Oh yes, the electricity is now working. Washing machine is doing its thing, chicken soup bubbling away, should be ready for lunch, coffee pot percolating away and I should be writing my book proposal for all those publishers queueing up for first look at the manuscript.
However, I am not doing that, I am doing anything other than that...that'll be Isabelle Procrastination Nutts sat on the sofa looking at Facebook, checking her email account, reading the news on the Independent on line then? Yup... all great intentions float out of the window.

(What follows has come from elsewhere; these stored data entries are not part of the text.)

//! Symbol remapping.
//!
//! A [`RemapTable`] redirects symbolic references inside donor code so they
//! resolve against the target type: every shadow and unique member keys the
//! table by `(name, descriptor)`, and references the mixin makes to itself
//! rewrite to the target as well. Keys absent from the table are left
//! untouched. Built once per descriptor, immutable afterwards.

use graft_bytecode::insn::Insn;
use rustc_hash::FxHashMap;

type MemberKey = (String, String);

/// Immutable per-mixin reference rewriting table.
#[derive(Debug, Clone)]
pub struct RemapTable {
    fields: FxHashMap<MemberKey, String>,
    methods: FxHashMap<MemberKey, String>,
    mixin: String,
    target: String,
}

impl RemapTable {
    /// Create an empty table for a mixin/target pair.
    pub fn new(mixin: impl Into<String>, target: impl Into<String>) -> Self {
        Self {
            fields: FxHashMap::default(),
            methods: FxHashMap::default(),
            mixin: mixin.into(),
            target: target.into(),
        }
    }

    /// The target type every mapped reference rewrites to.
    pub fn target(&self) -> &str {
        &self.target
    }

    /// Map a field `(name, descriptor)` to the target owner.
    pub fn add_field(&mut self, name: impl Into<String>, descriptor: impl Into<String>) {
        self.fields
            .insert((name.into(), descriptor.into()), self.target.clone());
    }

    /// Map a method `(name, descriptor)` to the target owner.
    pub fn add_method(&mut self, name: impl Into<String>, descriptor: impl Into<String>) {
        self.methods
            .insert((name.into(), descriptor.into()), self.target.clone());
    }

    /// Number of mapped members.
    pub fn len(&self) -> usize {
        self.fields.len() + self.methods.len()
    }

    /// Whether the table maps no members.
    pub fn is_empty(&self) -> bool {
        self.fields.is_empty() && self.methods.is_empty()
    }

    fn field_owner(&self, name: &str, descriptor: &str, owner: &str) -> Option<&str> {
        self.member_owner(&self.fields, name, descriptor, owner)
    }

    fn method_owner(&self, name: &str, descriptor: &str, owner: &str) -> Option<&str> {
        self.member_owner(&self.methods, name, descriptor, owner)
    }

    fn member_owner<'a>(
        &'a self,
        map: &'a FxHashMap<MemberKey, String>,
        name: &str,
        descriptor: &str,
        owner: &str,
    ) -> Option<&'a str> {
        if let Some(target) = map.get(&(name.to_string(), descriptor.to_string())) {
            return Some(target);
        }
        if owner == self.mixin {
            return Some(&self.target);
        }
        None
    }

    /// Rewrite a type name: the mixin's own name becomes the target.
    pub fn rewrite_type<'a>(&'a self, name: &'a str) -> &'a str {
        if name == self.mixin {
            &self.target
        } else {
            name
        }
    }

    /// Rewrite one instruction, one rule per instruction kind.
    ///
    /// Field and method references go through the member maps plus the
    /// self-owner rule; type operands and multi-new-array descriptors only
    /// through the self-owner rule. Everything else passes through cloned.
    pub fn rewrite_insn(&self, insn: &Insn) -> Insn {
        match insn {
            Insn::Field(op, member) => {
                match self.field_owner(&member.name, &member.descriptor, &member.owner) {
                    Some(owner) => {
                        let mut member = member.clone();
                        member.owner = owner.to_string();
                        Insn::Field(*op, member)
                    }
                    None => insn.clone(),
                }
            }
            Insn::Method(op, member) => {
                match self.method_owner(&member.name, &member.descriptor, &member.owner) {
                    Some(owner) => {
                        let mut member = member.clone();
                        member.owner = owner.to_string();
                        Insn::Method(*op, member)
                    }
                    None => insn.clone(),
                }
            }
            Insn::Type(op, name) => Insn::Type(*op, self.rewrite_type(name).to_string()),
            Insn::MultiNewArray { descriptor, dims } => {
                let elem = format!("L{};", self.mixin);
                if descriptor.contains(&elem) {
                    Insn::MultiNewArray {
                        descriptor: descriptor.replace(&elem, &format!("L{};", self.target)),
                        dims: *dims,
                    }
                } else {
                    insn.clone()
                }
            }
            other => other.clone(),
        }
    }
}
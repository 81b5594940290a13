//! `price-fetcher` prints current USD prices for a mixed list of forex
//! currency codes and crypto symbols.
//!
//! ```bash
//! CMC_API_KEY=... ER_API_KEY=... price-fetcher BTC EUR ETH JPY
//! price-fetcher --file tickers.txt --json --report
//! ```
mod args;
mod tickers;

use std::fs::File;
use std::io::BufReader;
use std::time::Duration;

use anyhow::{bail, Context};
use clap::Parser;
use price_fetcher::{FetcherConfig, PriceFetcher, PriceQuote, SymbolTable};
use tracing_subscriber::{fmt, layer::SubscriberExt, util::SubscriberInitExt, EnvFilter};

use crate::args::Args;
use crate::tickers::parse_ticker_list;

fn init_tracing() {
    let log_format = std::env::var("PF_LOG_FORMAT").unwrap_or_else(|_| "text".to_string());
    let filter = EnvFilter::try_from_default_env().unwrap_or_else(|_| EnvFilter::new("info"));
    let registry = tracing_subscriber::registry().with(filter);

    if log_format.eq_ignore_ascii_case("json") {
        registry
            .with(fmt::layer().json().with_current_span(false).with_writer(std::io::stderr))
            .init();
    } else {
        registry
            .with(fmt::layer().with_target(true).with_writer(std::io::stderr))
            .init();
    }
}

/// Positional tickers followed by the ones from `--file`.
fn collect_tickers(args: &Args) -> anyhow::Result<Vec<String>> {
    let mut tickers = args.tickers.clone();
    if let Some(path) = &args.file {
        let file = File::open(path)
            .with_context(|| format!("Failed to open ticker file {}", path.display()))?;
        tickers.extend(parse_ticker_list(BufReader::new(file))?);
    }
    if tickers.is_empty() {
        bail!("No tickers given; pass them as arguments or with --file");
    }
    Ok(tickers)
}

fn build_config(args: &Args) -> FetcherConfig {
    let mut config = FetcherConfig::from_env();
    if let Some(path) = &args.symbols {
        config.symbols_path = Some(path.clone());
    }
    if let Some(ms) = args.timeout_ms {
        config.request_timeout = Duration::from_millis(ms);
    }
    config
}

/// `TICKER<TAB>name<TAB>price` for known currencies, `TICKER<TAB>price` otherwise.
fn format_quote_line(quote: &PriceQuote, symbols: &SymbolTable) -> String {
    match symbols.name(&quote.ticker) {
        Some(name) => format!("{}\t{}\t{}", quote.ticker, name, quote.price),
        None => format!("{}\t{}", quote.ticker, quote.price),
    }
}

#[tokio::main]
async fn main() -> anyhow::Result<()> {
    let args = Args::parse();
    init_tracing();

    let tickers = collect_tickers(&args)?;
    tracing::debug!("Fetching prices for {} tickers", tickers.len());
    let fetcher = PriceFetcher::from_config(build_config(&args))?;
    let report = fetcher.fetch_report(&tickers).await;

    if args.report {
        eprintln!("{}", report.summary());
        let not_found = report.not_found();
        if !not_found.is_empty() {
            eprintln!("not found: {}", not_found.join(","));
        }
    }

    if args.json {
        println!("{}", serde_json::to_string_pretty(&report.quotes)?);
    } else {
        for quote in &report.quotes {
            println!("{}", format_quote_line(quote, fetcher.symbols()));
        }
    }

    Ok(())
}
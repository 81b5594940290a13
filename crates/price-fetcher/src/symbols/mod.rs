//! Forex symbol table.
//!
//! The currency reference document (`exchange_rate_currencies.json`, a flat
//! code-to-name object) is embedded at compile time via `include_str!` and
//! parsed once per fetcher. A different document can be loaded from disk; a
//! missing file is a construction error, never an empty table.

use std::collections::HashMap;
use std::io::ErrorKind;
use std::path::Path;

use crate::errors::{PriceFetchError, Result};
use crate::models::TickerKind;

const BUNDLED_CURRENCIES: &str = include_str!("exchange_rate_currencies.json");

/// Immutable mapping from uppercase currency code to display name.
#[derive(Clone, Debug)]
pub struct SymbolTable {
    names_by_code: HashMap<String, String>,
}

impl SymbolTable {
    /// The currency list shipped with the crate.
    pub fn bundled() -> Result<Self> {
        Self::from_json_str(BUNDLED_CURRENCIES)
    }

    /// Load a currency document from disk.
    ///
    /// Fails with [`PriceFetchError::SymbolTableNotFound`] when the file does not exist.
    pub fn from_path(path: impl AsRef<Path>) -> Result<Self> {
        let path = path.as_ref();
        let json = std::fs::read_to_string(path).map_err(|e| {
            if e.kind() == ErrorKind::NotFound {
                PriceFetchError::SymbolTableNotFound {
                    path: path.to_path_buf(),
                }
            } else {
                PriceFetchError::SymbolTableRead {
                    path: path.to_path_buf(),
                    source: e,
                }
            }
        })?;
        Self::from_json_str(&json)
    }

    /// Parse a JSON object of `code -> name`. Codes are uppercased.
    pub fn from_json_str(json: &str) -> Result<Self> {
        let raw: HashMap<String, String> = serde_json::from_str(json)
            .map_err(|e| PriceFetchError::SymbolTableMalformed(e.to_string()))?;

        let mut names_by_code = HashMap::with_capacity(raw.len());
        for (code, name) in raw {
            let code = code.trim().to_uppercase();
            if code.is_empty() {
                return Err(PriceFetchError::SymbolTableMalformed(
                    "empty currency code".to_string(),
                ));
            }
            if names_by_code.insert(code.clone(), name).is_some() {
                return Err(PriceFetchError::SymbolTableMalformed(format!(
                    "duplicate currency code: {}",
                    code
                )));
            }
        }

        Ok(Self { names_by_code })
    }

    /// Case-insensitive membership test.
    pub fn contains(&self, ticker: &str) -> bool {
        self.names_by_code.contains_key(&ticker.to_uppercase())
    }

    /// Display name for a currency code, if known.
    pub fn name(&self, ticker: &str) -> Option<&str> {
        self.names_by_code
            .get(&ticker.to_uppercase())
            .map(String::as_str)
    }

    /// Forex if the ticker is a known currency code, crypto otherwise.
    pub fn kind_of(&self, ticker: &str) -> TickerKind {
        if self.contains(ticker) {
            TickerKind::Forex
        } else {
            TickerKind::Crypto
        }
    }

    pub fn len(&self) -> usize {
        self.names_by_code.len()
    }

    pub fn is_empty(&self) -> bool {
        self.names_by_code.is_empty()
    }

    /// All known codes, sorted.
    pub fn codes(&self) -> Vec<&str> {
        let mut codes: Vec<&str> = self.names_by_code.keys().map(String::as_str).collect();
        codes.sort_unstable();
        codes
    }
}
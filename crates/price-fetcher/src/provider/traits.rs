//! Price source trait definition.

use async_trait::async_trait;

use crate::errors::Result;
use crate::models::{PriceQuote, TickerKind};

/// What a successful source request produced.
#[derive(Clone, Debug, Default, PartialEq)]
pub struct SourceQuotes {
    /// Resolved quotes, in request order
    pub quotes: Vec<PriceQuote>,
    /// Requested tickers the response did not price
    pub missing: Vec<String>,
}

/// Trait for upstream price providers.
///
/// A source receives a non-empty list of uppercased tickers of its
/// [`kind`](Self::kind) and issues exactly one request for the whole batch.
#[async_trait]
pub trait PriceSource: Send + Sync {
    /// Unique identifier, e.g. "EXCHANGE_RATE". Used for logging and reports.
    fn id(&self) -> &'static str;

    /// The ticker partition this source prices.
    fn kind(&self) -> TickerKind;

    /// Fetch prices for `tickers`.
    ///
    /// Per-ticker misses go to [`SourceQuotes::missing`]; a failure of the
    /// request itself is returned as an error for the whole batch.
    async fn fetch_quotes(&self, tickers: &[String]) -> Result<SourceQuotes>;
}
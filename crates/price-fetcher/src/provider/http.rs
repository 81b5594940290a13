use std::time::Duration;

use reqwest::{Client, RequestBuilder};
use serde::de::DeserializeOwned;
use tracing::debug;

use crate::errors::{PriceFetchError, Result};

pub(crate) fn build_client(timeout: Duration) -> Result<Client> {
    Client::builder()
        .timeout(timeout)
        .build()
        .map_err(|e| PriceFetchError::Configuration(format!("Failed to build HTTP client: {}", e)))
}

fn transport_error(provider: &str, e: reqwest::Error) -> PriceFetchError {
    if e.is_timeout() {
        PriceFetchError::Timeout {
            provider: provider.to_string(),
        }
    } else {
        PriceFetchError::Transport {
            provider: provider.to_string(),
            message: e.to_string(),
        }
    }
}

/// Send `request` and return the body of a 2xx response.
///
/// For other statuses `error_message` gets a chance to pull the provider's own
/// message out of the body.
pub(crate) async fn send(
    provider: &str,
    request: RequestBuilder,
    error_message: fn(&str) -> Option<String>,
) -> Result<String> {
    let response = request
        .send()
        .await
        .map_err(|e| transport_error(provider, e))?;

    let status = response.status();
    debug!("{} responded with {}", provider, status);

    if !status.is_success() {
        let body = response.text().await.unwrap_or_default();
        let message = error_message(&body).unwrap_or_else(|| {
            status
                .canonical_reason()
                .map(str::to_string)
                .unwrap_or_else(|| format!("HTTP {}", status.as_u16()))
        });
        return Err(PriceFetchError::HttpStatus {
            provider: provider.to_string(),
            status: status.as_u16(),
            message,
        });
    }

    response
        .text()
        .await
        .map_err(|e| transport_error(provider, e))
}

pub(crate) fn parse_json<T: DeserializeOwned>(provider: &str, body: &str) -> Result<T> {
    serde_json::from_str(body).map_err(|e| PriceFetchError::MalformedResponse {
        provider: provider.to_string(),
        message: e.to_string(),
    })
}
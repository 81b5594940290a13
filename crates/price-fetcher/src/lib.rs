//! Price Fetcher Crate
//!
//! Fetches current USD prices for a mixed list of forex currency codes and
//! crypto symbols, routing each ticker to the right upstream and merging the
//! results into one ordered list.
//!
//! # Architecture
//!
//! ```text
//! +------------------+
//! |   PriceFetcher   |  (validates input, merges results)
//! +------------------+
//!          |
//!          v
//! +------------------+     +------------------+
//! |    Classifier    | --> |   SymbolTable    |  (bundled currency codes)
//! +------------------+     +------------------+
//!          |
//!          +--------------------------+
//!          v                          v
//! +--------------------+    +----------------------+
//! | ExchangeRateSource |    | CoinMarketCapSource  |
//! +--------------------+    +----------------------+
//!          |                          |
//!          v                          v
//!   forex quotes first  ++  crypto quotes
//! ```
//!
//! # Core Types
//!
//! - [`PriceFetcher`] - Entry point; built once, reused across calls
//! - [`FetcherConfig`] - Credentials, endpoint overrides, timeout, symbol table path
//! - [`PriceQuote`] - A (ticker, USD price) pair
//! - [`FetchReport`] - Quotes plus per-source diagnostics
//! - [`PriceSource`] - Trait implemented by both upstreams
//! - [`PriceFetchError`] - Typed failures with a [`FailureClass`]

pub mod classifier;
pub mod config;
pub mod errors;
pub mod fetcher;
pub mod models;
pub mod provider;
pub mod symbols;

pub use classifier::classify;
pub use config::FetcherConfig;
pub use errors::{FailureClass, PriceFetchError, Result};
pub use fetcher::{tickers_from_json, PriceFetcher};
pub use models::{
    ClassifiedTickers, FetchReport, PriceQuote, ProviderId, SourceAttempt, SourceOutcome,
    TickerKind,
};
pub use provider::coinmarketcap::CoinMarketCapSource;
pub use provider::exchange_rate::ExchangeRateSource;
pub use provider::{PriceSource, SourceQuotes};
pub use symbols::SymbolTable;
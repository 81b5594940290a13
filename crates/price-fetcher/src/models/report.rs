//! Per-call diagnostics for a price fetch.
//!
//! `fetch_prices` returns only quotes, which leaves a missing ticker ambiguous
//! between "the provider had no price" and "the provider request failed".
//! [`FetchReport`] keeps both apart.

use chrono::{DateTime, Utc};

use super::quote::PriceQuote;
use super::ticker::TickerKind;
use super::types::ProviderId;
use crate::errors::FailureClass;

/// What happened to one source during a fetch.
#[derive(Clone, Debug, PartialEq)]
pub enum SourceOutcome {
    /// No tickers were routed to this source, so no request was issued.
    Skipped,

    /// The request succeeded. `missing` lists requested tickers the response
    /// did not price.
    Success { resolved: usize, missing: Vec<String> },

    /// The request failed as a whole; the source contributed nothing.
    Failed { class: FailureClass, message: String },
}

/// Record of a single source invocation.
#[derive(Clone, Debug)]
pub struct SourceAttempt {
    pub provider_id: ProviderId,
    pub kind: TickerKind,
    pub requested: Vec<String>,
    pub outcome: SourceOutcome,
}

/// Detailed result of a fetch: the merged quotes plus source diagnostics.
#[derive(Clone, Debug)]
pub struct FetchReport {
    /// Forex quotes followed by crypto quotes
    pub quotes: Vec<PriceQuote>,
    pub attempts: Vec<SourceAttempt>,
    pub fetched_at: DateTime<Utc>,
}

impl FetchReport {
    pub fn new() -> Self {
        Self {
            quotes: Vec::new(),
            attempts: Vec::new(),
            fetched_at: Utc::now(),
        }
    }

    pub fn record_skip(&mut self, provider_id: ProviderId, kind: TickerKind) {
        self.attempts.push(SourceAttempt {
            provider_id,
            kind,
            requested: Vec::new(),
            outcome: SourceOutcome::Skipped,
        });
    }

    pub fn record_success(
        &mut self,
        provider_id: ProviderId,
        kind: TickerKind,
        requested: Vec<String>,
        quotes: Vec<PriceQuote>,
        missing: Vec<String>,
    ) {
        self.attempts.push(SourceAttempt {
            provider_id,
            kind,
            requested,
            outcome: SourceOutcome::Success {
                resolved: quotes.len(),
                missing,
            },
        });
        self.quotes.extend(quotes);
    }

    pub fn record_failure(
        &mut self,
        provider_id: ProviderId,
        kind: TickerKind,
        requested: Vec<String>,
        class: FailureClass,
        message: String,
    ) {
        self.attempts.push(SourceAttempt {
            provider_id,
            kind,
            requested,
            outcome: SourceOutcome::Failed { class, message },
        });
    }

    /// Tickers a successful response did not contain.
    pub fn not_found(&self) -> Vec<&str> {
        self.attempts
            .iter()
            .filter_map(|a| match &a.outcome {
                SourceOutcome::Success { missing, .. } => Some(missing),
                _ => None,
            })
            .flatten()
            .map(String::as_str)
            .collect()
    }

    /// Tickers whose source request failed as a whole.
    pub fn failed(&self) -> Vec<&str> {
        self.attempts
            .iter()
            .filter(|a| matches!(a.outcome, SourceOutcome::Failed { .. }))
            .flat_map(|a| a.requested.iter().map(String::as_str))
            .collect()
    }

    /// Check if any source failed.
    pub fn has_failures(&self) -> bool {
        self.attempts
            .iter()
            .any(|a| matches!(a.outcome, SourceOutcome::Failed { .. }))
    }

    /// Summary for logging/debugging.
    pub fn summary(&self) -> String {
        self.attempts
            .iter()
            .map(|a| match &a.outcome {
                SourceOutcome::Skipped => format!("{}: SKIPPED", a.provider_id),
                SourceOutcome::Success { resolved, missing } if missing.is_empty() => {
                    format!("{}: OK ({}/{})", a.provider_id, resolved, a.requested.len())
                }
                SourceOutcome::Success { resolved, missing } => format!(
                    "{}: OK ({}/{}, not found: {})",
                    a.provider_id,
                    resolved,
                    a.requested.len(),
                    missing.join(",")
                ),
                SourceOutcome::Failed { class, message } => {
                    format!("{}: FAILED ({}: {})", a.provider_id, class, message)
                }
            })
            .collect::<Vec<_>>()
            .join(" | ")
    }
}

impl Default for FetchReport {
    fn default() -> Self {
        Self::new()
    }
}

#[cfg(test)]
mod tests {
    use std::borrow::Cow;

    use super::*;

    #[test]
    fn test_report_summary() {
        let mut report = FetchReport::new();
        report.record_success(
            Cow::Borrowed("EXCHANGE_RATE"),
            TickerKind::Forex,
            vec!["EUR".to_string(), "XXX".to_string()],
            vec![PriceQuote::new("EUR", 0.92)],
            vec!["XXX".to_string()],
        );
        report.record_failure(
            Cow::Borrowed("COINMARKETCAP"),
            TickerKind::Crypto,
            vec!["BTC".to_string()],
            FailureClass::Transport,
            "connection refused".to_string(),
        );

        let summary = report.summary();
        assert!(summary.contains("EXCHANGE_RATE: OK (1/2, not found: XXX)"));
        assert!(summary.contains("COINMARKETCAP: FAILED (transport: connection refused)"));
    }

    #[test]
    fn test_not_found_and_failed_are_distinct() {
        let mut report = FetchReport::new();
        report.record_success(
            Cow::Borrowed("COINMARKETCAP"),
            TickerKind::Crypto,
            vec!["BTC".to_string(), "NOPE".to_string()],
            vec![PriceQuote::new("BTC", 64000.0)],
            vec!["NOPE".to_string()],
        );
        report.record_failure(
            Cow::Borrowed("EXCHANGE_RATE"),
            TickerKind::Forex,
            vec!["EUR".to_string()],
            FailureClass::HttpStatus,
            "HTTP 500".to_string(),
        );

        assert_eq!(report.not_found(), vec!["NOPE"]);
        assert_eq!(report.failed(), vec!["EUR"]);
        assert!(report.has_failures());
        assert_eq!(report.quotes, vec![PriceQuote::new("BTC", 64000.0)]);
    }

    #[test]
    fn test_skipped_source_has_no_failures() {
        let mut report = FetchReport::new();
        report.record_skip(Cow::Borrowed("EXCHANGE_RATE"), TickerKind::Forex);

        assert!(!report.has_failures());
        assert!(report.failed().is_empty());
        assert_eq!(report.summary(), "EXCHANGE_RATE: SKIPPED");
    }
}
//! Fetcher configuration and endpoint resolution.
//!
//! Endpoints are derived once from credential presence:
//!
//! | Source | No key | Key |
//! |--------|--------|-----|
//! | CoinMarketCap | sandbox host, bundled sandbox key | pro host, key in header |
//! | ExchangeRate | `/v4/latest/USD`, rates in `rates` | `/v6/{key}/latest/USD`, rates in `conversion_rates` |

use std::path::PathBuf;
use std::time::Duration;

/// CoinMarketCap sandbox key, published for anonymous testing.
pub const DEFAULT_CMC_SANDBOX_KEY: &str = "b54bcf4d-1bca-4e8e-9a24-22ff2c3d462c";

pub const CMC_SANDBOX_BASE_URL: &str = "https://sandbox-api.coinmarketcap.com";
pub const CMC_PRO_BASE_URL: &str = "https://pro-api.coinmarketcap.com";
const CMC_QUOTES_PATH: &str = "/v1/cryptocurrency/quotes/latest";

pub const ER_OPEN_BASE_URL: &str = "https://api.exchangerate-api.com";
pub const ER_KEYED_BASE_URL: &str = "https://v6.exchangerate-api.com";

/// Default HTTP request timeout
pub const DEFAULT_REQUEST_TIMEOUT: Duration = Duration::from_secs(30);

/// Configuration for a [`PriceFetcher`](crate::PriceFetcher).
#[derive(Clone, Debug)]
pub struct FetcherConfig {
    /// CoinMarketCap pro key; `None` routes to the sandbox
    pub crypto_api_key: Option<String>,
    /// ExchangeRate-API v6 key; `None` routes to the open v4 endpoint
    pub forex_api_key: Option<String>,
    /// Key sent to the sandbox when no crypto key is configured
    pub crypto_sandbox_key: String,
    /// Replaces the CoinMarketCap scheme and host
    pub crypto_base_url: Option<String>,
    /// Replaces the ExchangeRate-API scheme and host
    pub forex_base_url: Option<String>,
    pub request_timeout: Duration,
    /// Currency document on disk; `None` uses the bundled list
    pub symbols_path: Option<PathBuf>,
}

impl Default for FetcherConfig {
    fn default() -> Self {
        Self {
            crypto_api_key: None,
            forex_api_key: None,
            crypto_sandbox_key: DEFAULT_CMC_SANDBOX_KEY.to_string(),
            crypto_base_url: None,
            forex_base_url: None,
            request_timeout: DEFAULT_REQUEST_TIMEOUT,
            symbols_path: None,
        }
    }
}

impl FetcherConfig {
    /// Config with the two optional credentials and defaults for everything else.
    pub fn with_keys(crypto_api_key: Option<String>, forex_api_key: Option<String>) -> Self {
        Self {
            crypto_api_key: non_blank(crypto_api_key),
            forex_api_key: non_blank(forex_api_key),
            ..Self::default()
        }
    }

    /// Read configuration from the environment, loading `.env` first if present.
    ///
    /// Recognized variables: `CMC_API_KEY`, `ER_API_KEY`, `PF_CMC_SANDBOX_KEY`,
    /// `PF_CMC_BASE_URL`, `PF_ER_BASE_URL`, `PF_REQUEST_TIMEOUT_MS`, `PF_SYMBOLS_PATH`.
    pub fn from_env() -> Self {
        dotenvy::dotenv().ok();
        Self::from_lookup(|key| std::env::var(key).ok())
    }

    pub(crate) fn from_lookup<F>(lookup: F) -> Self
    where
        F: Fn(&str) -> Option<String>,
    {
        let var = |key: &str| non_blank(lookup(key));
        let request_timeout = var("PF_REQUEST_TIMEOUT_MS")
            .and_then(|ms| ms.parse::<u64>().ok())
            .map(Duration::from_millis)
            .unwrap_or(DEFAULT_REQUEST_TIMEOUT);

        Self {
            crypto_api_key: var("CMC_API_KEY"),
            forex_api_key: var("ER_API_KEY"),
            crypto_sandbox_key: var("PF_CMC_SANDBOX_KEY")
                .unwrap_or_else(|| DEFAULT_CMC_SANDBOX_KEY.to_string()),
            crypto_base_url: var("PF_CMC_BASE_URL"),
            forex_base_url: var("PF_ER_BASE_URL"),
            request_timeout,
            symbols_path: var("PF_SYMBOLS_PATH").map(PathBuf::from),
        }
    }

    /// Resolved CoinMarketCap endpoint.
    pub fn crypto_endpoint(&self) -> CryptoEndpoint {
        let (default_base, api_key, sandbox) = match &self.crypto_api_key {
            Some(key) => (CMC_PRO_BASE_URL, key.clone(), false),
            None => (CMC_SANDBOX_BASE_URL, self.crypto_sandbox_key.clone(), true),
        };
        let base = self.crypto_base_url.as_deref().unwrap_or(default_base);

        CryptoEndpoint {
            url: format!("{}{}", base.trim_end_matches('/'), CMC_QUOTES_PATH),
            api_key,
            sandbox,
        }
    }

    /// Resolved ExchangeRate-API endpoint.
    pub fn forex_endpoint(&self) -> ForexEndpoint {
        match &self.forex_api_key {
            Some(key) => {
                let base = self.forex_base_url.as_deref().unwrap_or(ER_KEYED_BASE_URL);
                ForexEndpoint {
                    url: format!(
                        "{}/v6/{}/latest/USD",
                        base.trim_end_matches('/'),
                        urlencoding::encode(key)
                    ),
                    rates_field: RatesField::ConversionRates,
                }
            }
            None => {
                let base = self.forex_base_url.as_deref().unwrap_or(ER_OPEN_BASE_URL);
                ForexEndpoint {
                    url: format!("{}/v4/latest/USD", base.trim_end_matches('/')),
                    rates_field: RatesField::Rates,
                }
            }
        }
    }
}

fn non_blank(value: Option<String>) -> Option<String> {
    value
        .map(|v| v.trim().to_string())
        .filter(|v| !v.is_empty())
}

/// Where and how to query crypto quotes.
#[derive(Clone, Debug, PartialEq, Eq)]
pub struct CryptoEndpoint {
    pub url: String,
    pub api_key: String,
    pub sandbox: bool,
}

/// Where to query exchange rates and which body field carries them.
#[derive(Clone, Debug, PartialEq, Eq)]
pub struct ForexEndpoint {
    pub url: String,
    pub rates_field: RatesField,
}

#[derive(Clone, Copy, Debug, PartialEq, Eq)]
pub enum RatesField {
    /// Open v4 endpoint
    Rates,
    /// Authenticated v6 endpoint
    ConversionRates,
}

impl RatesField {
    pub fn as_str(self) -> &'static str {
        match self {
            Self::Rates => "rates",
            Self::ConversionRates => "conversion_rates",
        }
    }
}
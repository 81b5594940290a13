use serde::{Deserialize, Serialize};

/// A USD-denominated price for one ticker.
///
/// Quotes carry no timestamp or precision metadata; the ticker is always the
/// uppercased form that was sent upstream.
#[derive(Clone, Debug, PartialEq, Serialize, Deserialize)]
pub struct PriceQuote {
    /// Uppercased ticker (currency code or crypto symbol)
    pub ticker: String,

    /// Price in USD
    pub price: f64,
}

impl PriceQuote {
    pub fn new(ticker: impl Into<String>, price: f64) -> Self {
        Self {
            ticker: ticker.into(),
            price,
        }
    }

    /// Borrowing view as a `(ticker, price)` pair.
    pub fn as_tuple(&self) -> (&str, f64) {
        (&self.ticker, self.price)
    }
}

impl From<PriceQuote> for (String, f64) {
    fn from(quote: PriceQuote) -> Self {
        (quote.ticker, quote.price)
    }
}

impl From<(String, f64)> for PriceQuote {
    fn from((ticker, price): (String, f64)) -> Self {
        Self { ticker, price }
    }
}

I have got to a really tricky part of the proposal, the marketing of my book... who will buy it... how to market it, what makes it different from all other similar books, who is the competition etc etc... Oh I don't know, and I really don't care.
Everyone will buy the book because it is brilliant.
Everyone who reads my blog will buy it, everyone who reads my blog will buy one for their best friend for Christmas.
What makes it different from all other books? It is a work of genius, I wrote it.
Competition? I don't know...show me where they are, I will kill them, and burn their books.
And, that is the problem.... for every one step forward, I seem to take twenty six back... the 'I can't be arsed' of depression, the 'I'm going to die' of anxiety, the 'oh my god, there are maggots climbing the walls' of psychosis, the gut wrenching grief of not knowing my children.... it is exhausting, I am exhausted of all of it. The 'severe and enduring mental illness', it has the better of me today. It crept up behind me and grabbed me at lunchtime. I want to crawl away, somewhere dark, and just not be anymore, just to stop all of this, and not be, just not be please.
The magnitude of what is wrong, is greater than the hope I have, that it will ever be better. Not just that I will be better, but that EVERYTHNG will be better... and I am exhausted by the lack of hope, the inability to differ between real mice which inhabit my flat and the ones which in their multitudes climb my bookshelves, crawl across the floor in groups, climb over and through the traps I put to catch them, the psychotic mice. Being in a state where I can no longer differentiate between reality and psychosis is very frightening.
About ten years ago, my psychiatrist has admitted, I would have been admitted into psychiatric hospital, and I would probably still be there now.... on days like today I think it would have been a better idea than this.